Глядя ему вслед, я думал: «Жаль, что таких людей, как ты, Россия дала очень мало. “Сперва все раненым, а потом здоровым”, и ты этот приказ свято хранишь в сердце и поступаешь так, как указал Верховный».
В тот же день Верховный и я пошли посещать раненых, и случайно в одной хате, где были помещены раненые, мы встретили Алексея Алексеевича, и Верховный, крепко пожав ему руку, сказал:
– Признателен вам, Алексей Алексеевич, соберите все, что можете, для раненых. Если потребуются деньги для этого, то зайдите ко мне. Вы понимаете сами, что время такое, что… в первую очередь все раненым, а потом – остальным.
19 января 1918 года в 12 часов дня в Ростов приехал Верховный. Роскошный Парамоновский дом был отведен под штаб. Никакой мебели в этом доме не было. Верховный занимал три комнаты.

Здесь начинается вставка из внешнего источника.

//! Mutation rules for solutions and their environments.
//!
//! Functions here operate on a solution already locked by the repository and
//! either apply the whole change or return an error before touching it.

use chrono::{DateTime, TimeDelta, Utc};
use solution_catalog_sdk::{
    Environment, EnvironmentModule, EnvironmentStatus, NewEnvironment, Solution, SolutionModule,
};

use super::error::DomainError;

/// Returns the next value of a monotonic timestamp.
///
/// `now` is used when it is ahead of `previous`; otherwise the timestamp is
/// bumped by one microsecond so it still strictly increases.
#[must_use]
pub fn advance_timestamp(previous: DateTime<Utc>, now: DateTime<Utc>) -> DateTime<Utc> {
    if now > previous {
        now
    } else {
        previous + TimeDelta::microseconds(1)
    }
}

/// Derives the identifier of a new environment from its solution and name.
///
/// The base form is `"{solution_id}-{lowercased name}"`. When that is already
/// used inside the solution, `-2`, `-3`, ... is appended until it is free.
#[must_use]
pub fn derive_environment_id(solution: &Solution, name: &str) -> String {
    let base = format!("{}-{}", solution.id, name.to_lowercase());
    if solution.environment(&base).is_none() {
        return base;
    }

    let mut suffix: u32 = 2;
    loop {
        let candidate = format!("{base}-{suffix}");
        if solution.environment(&candidate).is_none() {
            return candidate;
        }
        suffix += 1;
    }
}

/// Appends a new stopped environment to `solution`.
///
/// The environment's modules mirror the solution manifest, all stopped,
/// regardless of the state of sibling environments.
///
/// # Errors
///
/// Returns `Validation` if the environment name is blank.
pub fn add_environment(
    solution: &mut Solution,
    request: &NewEnvironment,
    now: DateTime<Utc>,
) -> Result<(), DomainError> {
    if request.name.trim().is_empty() {
        return Err(DomainError::validation("environment name must not be empty"));
    }

    let environment = Environment {
        id: derive_environment_id(solution, &request.name),
        name: request.name.clone(),
        namespace: request.namespace.clone(),
        status: EnvironmentStatus::Stopped,
        last_deployed: now,
        modules: solution
            .modules
            .iter()
            .map(|m| EnvironmentModule::new(&m.module_id, &m.version, EnvironmentStatus::Stopped))
            .collect(),
    };

    solution.environments.push(environment);
    solution.updated_at = advance_timestamp(solution.updated_at, now);
    Ok(())
}

/// Installs `module_id@version` into a development environment of `solution`.
///
/// The new entry starts stopped. A module missing from the solution manifest
/// is added there as well.
///
/// # Errors
///
/// - `EnvironmentNotFound` if the environment doesn't exist
/// - `Validation` if the module id or version is blank
/// - `NotDevelopmentEnvironment` if the environment isn't a development one
/// - `ModuleAlreadyInstalled` if the environment already has the module
pub fn install_module(
    solution: &mut Solution,
    environment_id: &str,
    module_id: &str,
    version: &str,
    now: DateTime<Utc>,
) -> Result<(), DomainError> {
    let solution_id = solution.id.clone();
    let environment = solution
        .environments
        .iter_mut()
        .find(|e| e.id == environment_id)
        .ok_or_else(|| DomainError::environment_not_found(&solution_id, environment_id))?;

    if module_id.trim().is_empty() {
        return Err(DomainError::validation("module id must not be empty"));
    }
    if version.trim().is_empty() {
        return Err(DomainError::validation("module version must not be empty"));
    }
    if !environment.is_development() {
        return Err(DomainError::not_development(environment_id));
    }
    if environment.has_module(module_id) {
        return Err(DomainError::already_installed(environment_id, module_id));
    }

    environment
        .modules
        .push(EnvironmentModule::new(module_id, version, EnvironmentStatus::Stopped));
    environment.last_deployed = now;

    if !solution.has_module(module_id) {
        solution.modules.push(SolutionModule::new(module_id, version));
    }
    solution.updated_at = advance_timestamp(solution.updated_at, now);
    Ok(())
}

Первая – приемная, вторая – кабинет и вместе спальня и третья – наша, где помещались Долинский и я. По приезде в Ростов Иван Иванович Павский был отчислен Верховным в строй, а на его должности оставлен я в качестве адъютанта и в то же время телохранителя.
В кабинете, кроме большого письменного стола, трех стульев и кровати, ничего не было. В приемной – большой стол и две простых скамейки. В нашей комнате, сообщавшейся с комнатой Верховного, – две походные кровати и деревянный ящик, служивший как Верховному, так и нам столом.
В семь часов утра Верховный приходил в нашу комнату пить чай с хлебом и маслом, вскипяченный к этому времени Фокой в жестяном чайнике. Это и был завтрак Верховного и наш. Через десять минут Верховный принимался за работу. Ровно в час он шел вместе со мной и Долинским в общую столовую, находившуюся в подвале, где за большим столом штабных обедал. На обед у него уходило не больше получаса, и он снова принимался за работу.
Никакой прислуги, кроме моего денщика Фоки, не было. Фока сдержал свое слово и пробрался на Дон частью пешком, а частью по железной дороге и служил теперь Верховному и мне. Узнав о прибытии Фоки, Верховный наградил его 25 рублями, как единственного русского солдата из нашего полка, оставшегося верным своему офицеру, и приказал оставить его при нас. Он совершил с нами весь поход и уехал к себе домой перед самым моим отъездом из Новочеркасска в Хиву, в мае 1919 года. Если дойдут когда-либо эти строки до него, то пусть он примет мой братский привет и сердечную благодарность за его преданность Верховному и мне.
Через день, а иногда и через два Верховный шел на квартиру своей семьи, жившей отдельно, недалеко от штаба, «подразнить Юрика», как он говорил. Семья, редко видавшая своего главу, радостно встречала его.
– Ах ты калмык! Давай бороться! – говорил Верховный Юрику, вешавшемуся ему на шею.
Юрик – рад стараться и радостно кричал отцу:
– Давай, давай, папа! А ну, кто кого?!
В ответ на это Верховный ловко ловил его маленький, крохотный нос. Юра отбивался и пыхтел в отчаянии, стараясь освободиться.
– Юрик, что это ты завладел папой? Ты не даешь папе произнести и двух слов с нами! Ты знаешь, что папа у нас бывает очень редко. А ты не даешь ему даже поговорить с нами. Разве ты маленький? – говорила Таисия Владимировна сыну.